Your objective
Only the lines below, from the one with "pub struct SalesBucket" through the one with "pub struct PurchaseBucket", are to be written out, exactly.

** Data to examine follows **

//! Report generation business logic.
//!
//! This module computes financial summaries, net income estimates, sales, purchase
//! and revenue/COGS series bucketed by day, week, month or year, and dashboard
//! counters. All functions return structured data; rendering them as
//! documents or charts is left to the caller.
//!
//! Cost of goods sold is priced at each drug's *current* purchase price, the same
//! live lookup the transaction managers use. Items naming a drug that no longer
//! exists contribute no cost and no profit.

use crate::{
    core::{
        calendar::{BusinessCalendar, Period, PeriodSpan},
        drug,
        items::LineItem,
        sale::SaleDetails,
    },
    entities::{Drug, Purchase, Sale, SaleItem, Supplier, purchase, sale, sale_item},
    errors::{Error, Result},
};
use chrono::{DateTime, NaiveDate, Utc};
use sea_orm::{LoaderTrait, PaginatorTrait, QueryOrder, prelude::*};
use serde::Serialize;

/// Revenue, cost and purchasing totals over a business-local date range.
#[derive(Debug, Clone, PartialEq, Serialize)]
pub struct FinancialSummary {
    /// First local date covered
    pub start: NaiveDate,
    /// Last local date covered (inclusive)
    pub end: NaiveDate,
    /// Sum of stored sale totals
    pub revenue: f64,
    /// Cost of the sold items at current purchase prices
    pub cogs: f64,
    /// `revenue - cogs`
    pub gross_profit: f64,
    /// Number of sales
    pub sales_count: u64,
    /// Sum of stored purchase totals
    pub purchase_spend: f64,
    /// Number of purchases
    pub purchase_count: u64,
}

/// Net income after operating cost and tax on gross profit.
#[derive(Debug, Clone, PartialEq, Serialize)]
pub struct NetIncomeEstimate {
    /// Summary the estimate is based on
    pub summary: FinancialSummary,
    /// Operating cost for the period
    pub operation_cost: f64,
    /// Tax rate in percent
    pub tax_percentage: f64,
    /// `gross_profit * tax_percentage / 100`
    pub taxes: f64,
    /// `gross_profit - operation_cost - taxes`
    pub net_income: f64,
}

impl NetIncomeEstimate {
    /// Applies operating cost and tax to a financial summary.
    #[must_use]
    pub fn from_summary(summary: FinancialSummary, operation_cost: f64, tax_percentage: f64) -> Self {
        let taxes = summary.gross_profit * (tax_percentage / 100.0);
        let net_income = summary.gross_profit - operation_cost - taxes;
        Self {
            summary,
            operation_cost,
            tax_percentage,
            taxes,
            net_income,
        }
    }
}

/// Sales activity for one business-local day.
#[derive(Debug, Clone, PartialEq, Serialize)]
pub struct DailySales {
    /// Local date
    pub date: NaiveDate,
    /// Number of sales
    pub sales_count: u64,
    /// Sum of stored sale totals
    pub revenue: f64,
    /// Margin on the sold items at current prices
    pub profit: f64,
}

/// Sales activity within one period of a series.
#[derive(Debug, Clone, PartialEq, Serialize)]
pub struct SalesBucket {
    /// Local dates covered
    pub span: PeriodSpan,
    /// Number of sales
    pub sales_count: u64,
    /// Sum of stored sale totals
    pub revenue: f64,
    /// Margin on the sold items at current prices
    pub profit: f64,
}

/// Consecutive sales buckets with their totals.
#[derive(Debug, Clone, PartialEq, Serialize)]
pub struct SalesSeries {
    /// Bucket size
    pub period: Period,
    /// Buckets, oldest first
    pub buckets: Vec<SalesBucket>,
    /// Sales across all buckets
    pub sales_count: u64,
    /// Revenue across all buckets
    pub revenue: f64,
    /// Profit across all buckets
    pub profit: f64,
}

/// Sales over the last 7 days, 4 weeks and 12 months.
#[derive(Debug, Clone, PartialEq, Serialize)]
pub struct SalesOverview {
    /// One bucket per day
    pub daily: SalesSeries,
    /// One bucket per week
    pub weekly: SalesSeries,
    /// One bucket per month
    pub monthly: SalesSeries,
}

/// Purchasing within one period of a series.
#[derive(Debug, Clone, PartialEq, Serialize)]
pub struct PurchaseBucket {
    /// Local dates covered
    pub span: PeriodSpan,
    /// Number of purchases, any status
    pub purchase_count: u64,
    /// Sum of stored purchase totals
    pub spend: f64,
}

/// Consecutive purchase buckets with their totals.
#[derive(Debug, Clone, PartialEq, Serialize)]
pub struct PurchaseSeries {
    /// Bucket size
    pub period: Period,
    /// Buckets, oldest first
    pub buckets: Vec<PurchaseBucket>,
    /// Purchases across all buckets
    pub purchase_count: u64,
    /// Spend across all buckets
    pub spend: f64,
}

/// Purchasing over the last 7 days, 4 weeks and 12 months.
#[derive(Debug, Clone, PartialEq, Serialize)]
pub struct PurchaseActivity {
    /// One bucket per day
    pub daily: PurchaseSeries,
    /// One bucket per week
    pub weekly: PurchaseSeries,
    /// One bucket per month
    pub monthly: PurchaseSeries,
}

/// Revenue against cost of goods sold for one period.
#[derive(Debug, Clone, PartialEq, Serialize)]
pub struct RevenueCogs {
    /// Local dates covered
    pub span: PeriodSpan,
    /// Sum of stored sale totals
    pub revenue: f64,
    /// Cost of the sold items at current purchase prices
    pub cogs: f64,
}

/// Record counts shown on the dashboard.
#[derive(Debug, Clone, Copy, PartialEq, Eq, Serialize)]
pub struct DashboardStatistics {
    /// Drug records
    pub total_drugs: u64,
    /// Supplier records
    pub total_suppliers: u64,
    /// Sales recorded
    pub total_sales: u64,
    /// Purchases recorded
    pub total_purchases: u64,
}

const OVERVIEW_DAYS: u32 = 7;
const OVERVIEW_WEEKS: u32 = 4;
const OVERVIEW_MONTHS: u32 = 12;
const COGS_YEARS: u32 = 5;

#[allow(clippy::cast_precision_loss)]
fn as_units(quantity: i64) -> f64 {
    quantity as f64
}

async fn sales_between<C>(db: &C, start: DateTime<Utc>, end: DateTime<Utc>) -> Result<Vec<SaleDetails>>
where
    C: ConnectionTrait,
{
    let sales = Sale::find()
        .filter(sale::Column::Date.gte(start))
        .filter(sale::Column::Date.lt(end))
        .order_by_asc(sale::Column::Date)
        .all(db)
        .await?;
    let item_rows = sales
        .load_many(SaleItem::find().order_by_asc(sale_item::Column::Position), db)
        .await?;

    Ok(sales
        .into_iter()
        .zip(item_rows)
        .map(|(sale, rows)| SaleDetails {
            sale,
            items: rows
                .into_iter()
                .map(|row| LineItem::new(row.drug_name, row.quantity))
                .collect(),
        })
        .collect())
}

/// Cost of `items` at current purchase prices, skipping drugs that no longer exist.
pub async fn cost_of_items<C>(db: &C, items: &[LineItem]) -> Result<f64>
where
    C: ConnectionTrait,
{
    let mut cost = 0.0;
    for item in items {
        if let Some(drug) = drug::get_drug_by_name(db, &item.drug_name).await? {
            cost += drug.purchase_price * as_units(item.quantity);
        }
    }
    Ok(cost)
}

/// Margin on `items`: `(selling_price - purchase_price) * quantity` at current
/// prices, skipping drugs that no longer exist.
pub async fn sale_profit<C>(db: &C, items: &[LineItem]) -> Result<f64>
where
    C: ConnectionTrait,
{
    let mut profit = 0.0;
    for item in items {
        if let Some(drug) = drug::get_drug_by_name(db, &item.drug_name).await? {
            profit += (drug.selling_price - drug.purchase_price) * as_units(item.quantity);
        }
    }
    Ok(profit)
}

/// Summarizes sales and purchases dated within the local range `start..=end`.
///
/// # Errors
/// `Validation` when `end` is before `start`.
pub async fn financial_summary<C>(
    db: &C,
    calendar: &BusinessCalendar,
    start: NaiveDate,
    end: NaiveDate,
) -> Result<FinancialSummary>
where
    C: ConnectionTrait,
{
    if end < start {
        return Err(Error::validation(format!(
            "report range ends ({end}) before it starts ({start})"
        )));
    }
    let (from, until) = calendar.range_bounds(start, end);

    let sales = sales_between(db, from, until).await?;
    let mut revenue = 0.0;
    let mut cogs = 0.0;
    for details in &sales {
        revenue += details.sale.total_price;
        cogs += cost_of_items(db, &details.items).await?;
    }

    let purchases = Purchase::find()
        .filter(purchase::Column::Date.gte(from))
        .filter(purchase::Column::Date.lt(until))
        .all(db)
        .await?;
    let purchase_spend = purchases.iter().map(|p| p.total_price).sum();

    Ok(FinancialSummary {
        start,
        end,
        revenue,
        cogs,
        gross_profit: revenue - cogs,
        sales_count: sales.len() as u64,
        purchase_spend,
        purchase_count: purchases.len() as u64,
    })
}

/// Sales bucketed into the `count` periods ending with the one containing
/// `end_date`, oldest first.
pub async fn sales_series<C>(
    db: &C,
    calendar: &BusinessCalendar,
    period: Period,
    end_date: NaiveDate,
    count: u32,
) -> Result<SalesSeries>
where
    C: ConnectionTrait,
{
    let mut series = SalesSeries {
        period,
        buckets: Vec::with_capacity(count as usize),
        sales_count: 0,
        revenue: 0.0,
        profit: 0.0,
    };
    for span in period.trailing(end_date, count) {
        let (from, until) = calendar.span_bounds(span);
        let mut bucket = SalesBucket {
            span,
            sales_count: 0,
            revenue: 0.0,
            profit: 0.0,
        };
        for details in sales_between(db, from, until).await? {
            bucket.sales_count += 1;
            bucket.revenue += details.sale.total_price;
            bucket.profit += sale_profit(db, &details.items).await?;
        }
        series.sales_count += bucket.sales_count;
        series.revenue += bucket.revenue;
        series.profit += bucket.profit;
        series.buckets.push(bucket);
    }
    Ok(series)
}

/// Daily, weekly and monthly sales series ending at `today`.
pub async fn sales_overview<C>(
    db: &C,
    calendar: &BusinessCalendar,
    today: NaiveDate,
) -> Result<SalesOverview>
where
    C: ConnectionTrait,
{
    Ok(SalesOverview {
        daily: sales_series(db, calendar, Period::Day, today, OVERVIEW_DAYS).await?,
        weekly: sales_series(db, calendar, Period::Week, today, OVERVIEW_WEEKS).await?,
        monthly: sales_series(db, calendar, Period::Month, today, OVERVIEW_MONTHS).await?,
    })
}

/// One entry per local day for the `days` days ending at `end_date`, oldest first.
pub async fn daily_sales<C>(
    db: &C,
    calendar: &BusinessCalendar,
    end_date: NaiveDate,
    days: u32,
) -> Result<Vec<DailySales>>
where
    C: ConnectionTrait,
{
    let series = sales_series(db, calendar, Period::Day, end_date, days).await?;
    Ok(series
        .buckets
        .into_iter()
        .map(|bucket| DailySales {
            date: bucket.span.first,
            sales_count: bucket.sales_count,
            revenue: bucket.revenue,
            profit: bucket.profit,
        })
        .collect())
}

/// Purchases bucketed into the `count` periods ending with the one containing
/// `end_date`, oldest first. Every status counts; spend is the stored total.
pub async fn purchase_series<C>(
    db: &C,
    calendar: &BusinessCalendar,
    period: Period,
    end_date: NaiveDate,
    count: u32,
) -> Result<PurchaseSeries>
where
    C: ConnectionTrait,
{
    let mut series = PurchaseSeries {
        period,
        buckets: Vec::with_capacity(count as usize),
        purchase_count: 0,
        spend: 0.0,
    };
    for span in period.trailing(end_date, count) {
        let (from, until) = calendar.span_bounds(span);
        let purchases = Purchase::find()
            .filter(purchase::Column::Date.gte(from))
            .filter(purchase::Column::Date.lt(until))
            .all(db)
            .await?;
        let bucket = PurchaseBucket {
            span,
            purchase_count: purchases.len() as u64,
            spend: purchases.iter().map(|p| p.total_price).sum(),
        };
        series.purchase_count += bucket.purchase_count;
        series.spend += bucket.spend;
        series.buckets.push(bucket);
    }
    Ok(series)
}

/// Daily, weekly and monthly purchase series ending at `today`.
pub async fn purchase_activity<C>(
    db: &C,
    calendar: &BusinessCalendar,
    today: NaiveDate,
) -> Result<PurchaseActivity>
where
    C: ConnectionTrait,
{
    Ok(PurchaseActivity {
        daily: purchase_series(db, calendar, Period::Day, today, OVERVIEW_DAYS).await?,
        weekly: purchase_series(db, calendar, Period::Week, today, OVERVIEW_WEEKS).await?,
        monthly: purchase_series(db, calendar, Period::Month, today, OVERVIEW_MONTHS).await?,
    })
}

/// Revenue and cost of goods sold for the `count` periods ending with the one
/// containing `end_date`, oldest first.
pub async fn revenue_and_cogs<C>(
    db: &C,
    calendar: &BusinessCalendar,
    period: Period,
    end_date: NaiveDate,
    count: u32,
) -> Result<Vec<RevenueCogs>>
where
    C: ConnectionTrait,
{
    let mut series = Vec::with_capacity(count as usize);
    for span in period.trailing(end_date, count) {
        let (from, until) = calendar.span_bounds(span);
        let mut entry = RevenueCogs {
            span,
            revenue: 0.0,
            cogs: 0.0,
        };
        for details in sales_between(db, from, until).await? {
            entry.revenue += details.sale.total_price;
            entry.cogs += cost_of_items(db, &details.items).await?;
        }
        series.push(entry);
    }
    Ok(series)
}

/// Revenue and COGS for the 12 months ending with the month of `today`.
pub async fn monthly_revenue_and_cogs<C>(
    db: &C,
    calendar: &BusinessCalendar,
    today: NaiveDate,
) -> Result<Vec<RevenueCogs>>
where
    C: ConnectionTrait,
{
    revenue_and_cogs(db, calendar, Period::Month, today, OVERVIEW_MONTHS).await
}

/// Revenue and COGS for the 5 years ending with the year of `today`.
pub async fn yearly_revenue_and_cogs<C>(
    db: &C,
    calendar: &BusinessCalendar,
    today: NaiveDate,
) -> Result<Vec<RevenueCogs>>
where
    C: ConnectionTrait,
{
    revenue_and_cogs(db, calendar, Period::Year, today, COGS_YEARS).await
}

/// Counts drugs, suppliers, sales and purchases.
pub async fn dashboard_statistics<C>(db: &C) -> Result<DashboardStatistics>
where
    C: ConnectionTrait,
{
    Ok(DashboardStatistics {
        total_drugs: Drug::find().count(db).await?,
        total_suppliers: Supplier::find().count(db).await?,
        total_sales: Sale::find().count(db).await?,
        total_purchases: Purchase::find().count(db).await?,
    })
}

** End of Data to examine **

Solution
pub struct SalesBucket {
    /// Local dates covered
    pub span: PeriodSpan,
    /// Number of sales
    pub sales_count: u64,
    /// Sum of stored sale totals
    pub revenue: f64,
    /// Margin on the sold items at current prices
    pub profit: f64,
}

/// Consecutive sales buckets with their totals.
#[derive(Debug, Clone, PartialEq, Serialize)]
pub struct SalesSeries {
    /// Bucket size
    pub period: Period,
    /// Buckets, oldest first
    pub buckets: Vec<SalesBucket>,
    /// Sales across all buckets
    pub sales_count: u64,
    /// Revenue across all buckets
    pub revenue: f64,
    /// Profit across all buckets
    pub profit: f64,
}

/// Sales over the last 7 days, 4 weeks and 12 months.
#[derive(Debug, Clone, PartialEq, Serialize)]
pub struct SalesOverview {
    /// One bucket per day
    pub daily: SalesSeries,
    /// One bucket per week
    pub weekly: SalesSeries,
    /// One bucket per month
    pub monthly: SalesSeries,
}

/// Purchasing within one period of a series.
#[derive(Debug, Clone, PartialEq, Serialize)]
pub struct PurchaseBucket {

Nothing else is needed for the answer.